Lot 51
  • 51

JESÚS RAFAEL SOTO | Double écriture noir et vert

Estimate
800,000 - 1,200,000 USD
bidding is closed

Description

  • JESÚS RAFAEL SOTO
  • Double écriture noir et vert 
  • signed, titled and dated 1966 on the reverse
  • painted wood, metal and nylon string
  • 43 by 68 by 12 in. 109.2 by 172.7 by 30.5 cm.

Provenance

Galería Conkright, Caracas
Collection of Rafael Tudela, Caracas (acquired from the above circa 1975) 
Private Collection, Miami (acquired from the above)
Acquired from the above by the present owner 

Exhibited

New York, Kootz Gallery, Soto, March 1966 
New York, Martha Jackson Gallery, Jesus Raphael Soto, 1971
New York, The Solomon R. Guggenheim Museum; Rotterdam, Museum Boymans-van-Beuningen; Washington, D.C. and The Hirshhorn Museum and Sculpture Garden, Soto: Retrospective Exhibition, November 1974 - November, 1975, n.p., no. 52, illustrated 

Condition

The panel is in very good condition for its age. The pinstripe panels exhibit a few very faint, minor surface scuffs, specifically in the extreme lower edge of the back panel, from the metal elements coming in contact with the surface . This is typical of the artist’s work. An isolated area of in-painting to 4 black pinstripe lines, measuring approx.. ½ inch in length, is observed on the left side of the top panel. In the upper left corner of the upper panel, 3 isolated 1-inch lines of in-painting is observed. The suspended black painted metal elements on top and the suspended green metal elements on the bottom are all accounted for. The white painted frame shows gentle wear in the form of worn edges and minor dimensional cracking along the vertical seams on the side of the frame, which is consistent with the age of the work and the materials selected by the artist. Minor handling marks are visible on the extreme top and bottom white frame. The artwork is structurally sound and is ready to hang.
In response to your inquiry, we are pleased to provide you with a general report of the condition of the property described above. Since we are not professional conservators or restorers, we urge you to consult with a restorer or conservator of your choice who will be better able to provide a detailed, professional report. Prospective buyers should inspect each lot to satisfy themselves as to condition and must understand that any statement made by Sotheby's is merely a subjective qualified opinion.
NOTWITHSTANDING THIS REPORT OR ANY DISCUSSIONS CONCERNING CONDITION OF A LOT, ALL LOTS ARE OFFERED AND SOLD "AS IS" IN ACCORDANCE WITH THE CONDITIONS OF SALE PRINTED IN THE CATALOGUE.

Catalogue Note

Double écriture noir et vert is one of the earliest and most complex examples from Jesús Rafael Soto’s heralded Écriture series to appear at auction. Executed in 1966, Double écriture represents the most definitive and triumphant example of Soto’s fully-formed kinetic vocabulary; for him, the Écriture series was the apex of expressive perfection. Exhibited by the Guggenheim Museum, New York in 1974—Soto’s first major museum retrospective organized in the United States— Double écriture solidified Soto as the father of Kineticism. Jean Clay not only placed him on the cover of ROBHO, he proclaimed him as the artist who magnificently put “painting into extinction” (Susan Green, et. al, Kinesthesia: Latin American Kinetic Art, 1954-1969, 2017, p. 123). Having surpassed the confines of Neo-Plasticism, which Soto conceded as the only valid point of inception for significant and historical painting, he reaches a personal and original language with Double écriture noir et vert, one influenced by music’s relational structure, its codification of sound and temporality to create a phenomena of illusion.

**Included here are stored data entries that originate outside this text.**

//! Parser for the geography feature collection.
//!
//! Polygon and MultiPolygon features become [`Zone`]s; Point features
//! become the named coordinates that location nodes resolve to. Features
//! with unusable geometry are skipped and counted, never fatal.

use anyhow::{Context, Result};
use geo_types::{Geometry, LineString, MultiPolygon, Polygon};
use serde::Deserialize;
use serde_json::Value;
use std::collections::HashMap;

use crate::core::domain::{GeoPoint, Zone};

/// Display name used for polygon features that carry no name property.
const UNNAMED_ZONE: &str = "Forbidden Zone";

/// Raw JSON structure for feature properties
#[derive(Debug, Default, Deserialize)]
struct RawProperties {
    #[serde(rename = "*Kind")]
    kind: Option<String>,
    #[serde(rename = "Name")]
    name: Option<String>,
}

/// Raw JSON structure for a feature geometry
#[derive(Debug, Deserialize)]
struct RawGeometry {
    #[serde(rename = "type")]
    geometry_type: String,
    coordinates: Value,
}

/// Raw JSON structure for a single feature
#[derive(Debug, Deserialize)]
struct RawFeature {
    geometry: Option<RawGeometry>,
    #[serde(default)]
    properties: Option<RawProperties>,
}

/// Container for the feature collection structure
#[derive(Debug, Deserialize)]
struct RawFeatureCollection {
    features: Vec<RawFeature>,
}

/// Parsed geography payload.
#[derive(Debug, Clone)]
pub struct GeographyPayload {
    /// Polygonal zones in payload input order.
    pub zones: Vec<Zone>,
    /// Point-feature coordinates keyed by feature name; on duplicate
    /// names the first feature wins.
    pub points_by_name: HashMap<String, GeoPoint>,
    pub skipped_features: usize,
}

/// Parse the geography payload from a JSON string.
pub fn parse_geography_str(json: &str) -> Result<GeographyPayload> {
    let raw: RawFeatureCollection =
        serde_json::from_str(json).context("Failed to parse geography payload")?;

    let mut zones = Vec::new();
    let mut points_by_name: HashMap<String, GeoPoint> = HashMap::new();
    let mut skipped = 0usize;

    for feature in raw.features {
        let properties = feature.properties.unwrap_or_default();
        let Some(geometry) = feature.geometry else {
            skipped += 1;
            continue;
        };

        match geometry.geometry_type.as_str() {
            "Polygon" => match parse_polygon(&geometry.coordinates) {
                Some(polygon) => zones.push(make_zone(properties, Geometry::Polygon(polygon))),
                None => skipped += 1,
            },
            "MultiPolygon" => match parse_multi_polygon(&geometry.coordinates) {
                Some(multi) => zones.push(make_zone(properties, Geometry::MultiPolygon(multi))),
                None => skipped += 1,
            },
            "Point" => match (properties.name, parse_position(&geometry.coordinates)) {
                (Some(name), Some(point)) => {
                    points_by_name.entry(name).or_insert(point);
                }
                _ => skipped += 1,
            },
            _ => skipped += 1,
        }
    }

    if skipped > 0 {
        log::warn!("Geography payload: skipped {} unusable features", skipped);
    }

    Ok(GeographyPayload {
        zones,
        points_by_name,
        skipped_features: skipped,
    })
}

fn make_zone(properties: RawProperties, geometry: Geometry<f64>) -> Zone {
    Zone {
        name: properties.name.unwrap_or_else(|| UNNAMED_ZONE.to_string()),
        kind: properties.kind,
        geometry,
    }
}

/// A single `[lon, lat, ...]` position array.
fn parse_position(value: &Value) -> Option<GeoPoint> {
    let coords = value.as_array()?;
    let lon = coords.first()?.as_f64()?;
    let lat = coords.get(1)?.as_f64()?;
    Some(GeoPoint::new(lon, lat))
}

fn parse_ring(value: &Value) -> Option<LineString<f64>> {
    let positions = value
        .as_array()?
        .iter()
        .map(parse_position)
        .collect::<Option<Vec<_>>>()?;
    if positions.len() < 4 {
        return None;
    }
    Some(LineString::from(
        positions.iter().map(|p| (p.lon, p.lat)).collect::<Vec<_>>(),
    ))
}

/// First ring is the outer boundary; any further rings are holes.
fn parse_polygon(value: &Value) -> Option<Polygon<f64>> {
    let rings = value
        .as_array()?
        .iter()
        .map(parse_ring)
        .collect::<Option<Vec<_>>>()?;
    let mut rings = rings.into_iter();
    let exterior = rings.next()?;
    Some(Polygon::new(exterior, rings.collect()))
}

fn parse_multi_polygon(value: &Value) -> Option<MultiPolygon<f64>> {
    let polygons = value
        .as_array()?
        .iter()
        .map(parse_polygon)
        .collect::<Option<Vec<_>>>()?;
    if polygons.is_empty() {
        return None;
    }
    Some(MultiPolygon::new(polygons))
}
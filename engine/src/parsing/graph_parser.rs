//! Parser for the vessel/event graph payload.

use anyhow::{Context, Result};
use chrono::{DateTime, NaiveDate, NaiveDateTime, Utc};
use serde::{Deserialize, Deserializer};
use std::collections::HashMap;

use crate::core::domain::{CargoTransaction, PingEvent, Vessel};

/// Link type of transponder ping events.
pub const TRANSPONDER_PING_TYPE: &str = "Event.TransportEvent.TransponderPing";
/// Link type of cargo transaction events.
pub const TRANSACTION_TYPE: &str = "Event.Transaction";
/// Node type prefix of vessel entities.
pub const VESSEL_TYPE_PREFIX: &str = "Entity.Vessel";
/// Node type prefix of cargo document entities.
pub const DOCUMENT_TYPE_PREFIX: &str = "Entity.Document";

/// Custom deserializer that accepts either a string or a number for node
/// and link references.
pub(crate) fn deserialize_node_ref<'de, D>(deserializer: D) -> Result<String, D::Error>
where
    D: Deserializer<'de>,
{
    #[derive(Deserialize)]
    #[serde(untagged)]
    enum StringOrNumber {
        String(String),
        Int(i64),
        Float(f64),
    }

    Ok(match StringOrNumber::deserialize(deserializer)? {
        StringOrNumber::String(s) => s,
        StringOrNumber::Int(i) => i.to_string(),
        StringOrNumber::Float(f) => f.to_string(),
    })
}

/// Raw JSON structure for a graph node
#[derive(Debug, Deserialize)]
struct RawNode {
    #[serde(deserialize_with = "deserialize_node_ref")]
    id: String,
    #[serde(rename = "type")]
    node_type: Option<String>,
    name: Option<String>,
    company: Option<String>,
    qty_tons: Option<serde_json::Value>,
}

/// Raw JSON structure for a graph link
#[derive(Debug, Deserialize)]
struct RawLink {
    #[serde(rename = "type")]
    link_type: Option<String>,
    #[serde(deserialize_with = "deserialize_node_ref")]
    source: String,
    #[serde(deserialize_with = "deserialize_node_ref")]
    target: String,
    time: Option<String>,
    date: Option<String>,
}

/// Container for the graph payload structure
#[derive(Debug, Deserialize)]
struct RawGraph {
    nodes: Vec<RawNode>,
    links: Vec<RawLink>,
}

/// Per-record problems tallied while extracting events.
#[derive(Debug, Clone, Default)]
pub struct GraphParseStats {
    pub malformed_ping_dates: usize,
    pub malformed_transaction_dates: usize,
    pub missing_quantities: usize,
}

/// Parsed graph payload: vessel entities plus the two event streams.
#[derive(Debug, Clone)]
pub struct GraphPayload {
    pub vessels: Vec<Vessel>,
    pub pings: Vec<PingEvent>,
    pub transactions: Vec<CargoTransaction>,
    pub stats: GraphParseStats,
}

/// Parse the graph payload from a JSON string.
pub fn parse_graph_str(json: &str) -> Result<GraphPayload> {
    let mut deserializer = serde_json::Deserializer::from_str(json);
    let raw: RawGraph = serde_path_to_error::deserialize(&mut deserializer)
        .context("Failed to parse graph payload")?;

    let mut stats = GraphParseStats::default();

    let vessels: Vec<Vessel> = raw
        .nodes
        .iter()
        .filter(|n| has_type_prefix(n, VESSEL_TYPE_PREFIX))
        .map(|n| Vessel {
            id: n.id.clone(),
            name: n.name.clone().unwrap_or_else(|| n.id.clone()),
            company: n.company.clone().filter(|c| !c.is_empty()),
        })
        .collect();

    // Cargo documents are only consulted through transactions; index their
    // quantities by node id.
    let cargo_quantities: HashMap<&str, Option<f64>> = raw
        .nodes
        .iter()
        .filter(|n| has_type_prefix(n, DOCUMENT_TYPE_PREFIX))
        .map(|n| (n.id.as_str(), numeric_quantity(n.qty_tons.as_ref())))
        .collect();

    let mut pings = Vec::new();
    let mut transactions = Vec::new();

    for link in &raw.links {
        match link.link_type.as_deref() {
            Some(TRANSPONDER_PING_TYPE) => {
                match link.time.as_deref().and_then(parse_event_time) {
                    Some(time) => pings.push(PingEvent {
                        location_id: link.source.clone(),
                        vessel_id: link.target.clone(),
                        time,
                    }),
                    None => stats.malformed_ping_dates += 1,
                }
            }
            Some(TRANSACTION_TYPE) => {
                let date = link
                    .date
                    .as_deref()
                    .and_then(|d| NaiveDate::parse_from_str(d, "%Y-%m-%d").ok());
                match date {
                    Some(date) => {
                        let quantity = match cargo_quantities.get(link.source.as_str()) {
                            Some(Some(qty)) => *qty,
                            _ => {
                                stats.missing_quantities += 1;
                                0.0
                            }
                        };
                        transactions.push(CargoTransaction {
                            date,
                            quantity_tons: quantity,
                        });
                    }
                    None => stats.malformed_transaction_dates += 1,
                }
            }
            _ => {}
        }
    }

    Ok(GraphPayload {
        vessels,
        pings,
        transactions,
        stats,
    })
}

fn has_type_prefix(node: &RawNode, prefix: &str) -> bool {
    node.node_type
        .as_deref()
        .map(|t| t.starts_with(prefix))
        .unwrap_or(false)
}

/// Reads a numeric field that upstream producers emit as either a number
/// or a numeric string. Unparsable values count as missing.
fn numeric_quantity(value: Option<&serde_json::Value>) -> Option<f64> {
    match value? {
        serde_json::Value::Number(n) => n.as_f64(),
        serde_json::Value::String(s) => s.trim().parse::<f64>().ok(),
        _ => None,
    }
}

/// Parse an event timestamp.
///
/// Accepts RFC 3339, `%Y-%m-%dT%H:%M:%S` (with or without fractional
/// seconds), and bare dates, which resolve to midnight UTC.
pub fn parse_event_time(raw: &str) -> Option<DateTime<Utc>> {
    if let Ok(dt) = DateTime::parse_from_rfc3339(raw) {
        return Some(dt.with_timezone(&Utc));
    }
    if let Ok(dt) = NaiveDateTime::parse_from_str(raw, "%Y-%m-%dT%H:%M:%S%.f") {
        return Some(dt.and_utc());
    }
    if let Ok(date) = NaiveDate::parse_from_str(raw, "%Y-%m-%d") {
        return Some(date.and_hms_opt(0, 0, 0)?.and_utc());
    }
    None
}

Soto began as a painter and out of painting developed kinetic relief constructions which gradually grew into autonomous environments. As a student at the revered Escuela de Artes Plásticas in Caracas, his first serious creative revelation came from a Cubist still-life by Georges Braque, from which he began absorbing the lessons of geometric simplification. Upon his arrival in Paris in 1950 at the age of 27, he next encountered the works of Kazimir Malevich (White on White, 1918) and Piet Mondrian (Broadway Boogie Woogie, 1942-43). Although he found inspiration in them, Soto identified unresolved problems in these two paintings. This question would become the central focus and inspiration of his entire artistic production: what is an object’s position in time and space? Soto’s ultimate solution was and still is the brilliant and essential coup of Kinetic art. Deftly described by his biographer and lauded art historian, Alfredo Boulton: “In Soto’s works, the visual and tangible elements of Mondrian’s paintings were physically materialized by means of structural elements which made space visible, tangible, mobile, active, and at the same time, immaterial or incorporeal. Soto had to construct an artistic vocabulary which permitted him to articulate that which others had not envisioned, to enter into the life of space itself by means of new expressive materials. Departing from the mechanical mobility of Moholy-Nagy, who rotated his form by electrical means, from Calder, who discovered how a slight breeze could be converted into art and how a puff of air could become color, harmony and delight, Soto opened up new territories which none had thought to explore.” (Alfredo Boulton, Soto, Space in Art, Milan, 1985, pp. 15-6) More important, Soto would employ the same mechanisms as the great masters of Western Baroque musical composition, in which each melodic and harmonic line is painstakingly written to form a rational and perfect Gesamtkunstwerk, a complete work of art. In this series, the influence of Johannes Sebastian Bach is clearly evidenced in Soto’s disciplined structure of synchronized repetition, which reveals a severe precision that borders the illusion of impulsion and improvisation.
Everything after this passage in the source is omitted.